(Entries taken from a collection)
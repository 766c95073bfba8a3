// src/cli.rs

//! CLI argument parsing using `clap`.

use std::path::PathBuf;

use clap::{Parser, ValueEnum};
use toml::{Table, Value};

use crate::config::CliInput;
use crate::types::Optimizations;

/// Command-line arguments for `buildwatch`.
#[derive(Debug, Clone, Parser)]
#[command(
    name = "buildwatch",
    version,
    about = "Watch sources and rebuild named builds incrementally.",
    long_about = None
)]
pub struct CliArgs {
    /// Mode word: `repl`, `serve` or `build-once`. Omit for the default mode.
    #[arg(value_name = "MODE")]
    pub positional: Vec<String>,

    /// Build to start in the foreground (repeatable).
    ///
    /// If neither this nor `--background-build` is given, every
    /// `*.build.toml` in the build directory is started.
    #[arg(short = 'b', long = "build", value_name = "ID")]
    pub builds: Vec<String>,

    /// Build to start in the background (repeatable).
    #[arg(short = 'B', long = "background-build", value_name = "ID")]
    pub background_builds: Vec<String>,

    /// Extra path to watch (repeatable). Takes precedence over `watch-dirs`.
    #[arg(short, long, value_name = "PATH")]
    pub watch: Vec<PathBuf>,

    /// Entry point, overriding `[compiler].main`.
    #[arg(short, long, value_name = "NAME")]
    pub main: Option<String>,

    /// Optimization level passed to the compiler.
    #[arg(short = 'O', long, value_name = "LEVEL", value_parser = parse_optimizations)]
    pub optimizations: Option<Optimizations>,

    #[arg(long, value_name = "PATH")]
    pub output_to: Option<PathBuf>,

    #[arg(long, value_name = "PATH")]
    pub output_dir: Option<PathBuf>,

    /// Disable live reload regardless of configuration.
    #[arg(long)]
    pub no_reload: bool,

    /// Server option override, `key=value` (repeatable).
    #[arg(long = "server", value_name = "KEY=VALUE", value_parser = parse_key_value)]
    pub server: Vec<(String, Value)>,

    /// Path to the project config, relative to the project root.
    ///
    /// Default: `buildwatch.toml`.
    #[arg(long, value_name = "PATH")]
    pub config: Option<PathBuf>,

    /// Project root. Default: the current working directory.
    #[arg(long, value_name = "DIR")]
    pub root: Option<PathBuf>,

    /// Logging level (error, warn, info, debug, trace).
    ///
    /// If omitted, `BUILDWATCH_LOG` or a default level will be used.
    #[arg(long, value_enum, value_name = "LEVEL")]
    pub log_level: Option<LogLevel>,
}

/// Log level as exposed on the CLI.
#[derive(Debug, Copy, Clone, ValueEnum)]
pub enum LogLevel {
    Error,
    Warn,
    Info,
    Debug,
    Trace,
}

impl CliArgs {
    /// The part of the command line the config resolver consumes.
    pub fn to_cli_input(&self) -> CliInput {
        let server: Table = self.server.iter().cloned().collect();
        CliInput {
            positional: self.positional.clone(),
            watch: self.watch.clone(),
            main: self.main.clone(),
            optimizations: self.optimizations,
            output_to: self.output_to.clone(),
            output_dir: self.output_dir.clone(),
            no_reload: self.no_reload,
            server,
        }
    }

    /// Foreground and background build ids, each without repeats. An id
    /// named in both lists runs in the foreground.
    pub fn build_selection(&self) -> (Vec<String>, Vec<String>) {
        let mut foreground: Vec<String> = Vec::new();
        for id in &self.builds {
            if !foreground.contains(id) {
                foreground.push(id.clone());
            }
        }
        let mut background: Vec<String> = Vec::new();
        for id in &self.background_builds {
            if !foreground.contains(id) && !background.contains(id) {
                background.push(id.clone());
            }
        }
        (foreground, background)
    }
}

fn parse_optimizations(s: &str) -> Result<Optimizations, String> {
    s.parse()
}

/// Parse `key=value`. The value is read as a TOML scalar when it is one
/// (`port=9000`, `open=true`) and kept as a plain string otherwise.
pub fn parse_key_value(s: &str) -> Result<(String, Value), String> {
    let (key, raw) = s
        .split_once('=')
        .ok_or_else(|| format!("expected KEY=VALUE, got `{s}`"))?;
    let key = key.trim();
    if key.is_empty() {
        return Err(format!("empty key in `{s}`"));
    }
    let raw = raw.trim();
    let value = toml::from_str::<Table>(&format!("v = {raw}"))
        .ok()
        .and_then(|mut t| t.remove("v"))
        .unwrap_or_else(|| Value::String(raw.to_string()));
    Ok((key.to_string(), value))
}

/// Convenience wrapper around `CliArgs::parse()`.
pub fn parse() -> CliArgs {
    CliArgs::parse()
}
// src/watch/mod.rs

//! File watching and change batching.
//!
//! This module is responsible for:
//! - Deciding which changed paths matter to a build (`filter.rs`).
//! - Coalescing bursts of notify events into one batch per quiet period
//!   (`debounce.rs`, `batch.rs`).
//! - Tracking which builds are currently watched (`registry.rs`).
//!
//! It does **not** know about compilers; batches are handed to whatever
//! callback the lifecycle controller wires in.

pub mod batch;
pub mod debounce;
pub mod filter;
pub mod registry;

pub use batch::{ChangeBatch, ChangeKind, FileChangeEvent};
pub use debounce::{attach, spawn_manual, DebouncerHandle, OnBatch};
pub use filter::WatchFilter;
pub use registry::{Detach, WatchDescriptor, WatchRegistry};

> [Task details]: Using the entries, count the lines that hold the string "positional"; nothing but the number is needed.

> [Solution to the exercise]: 2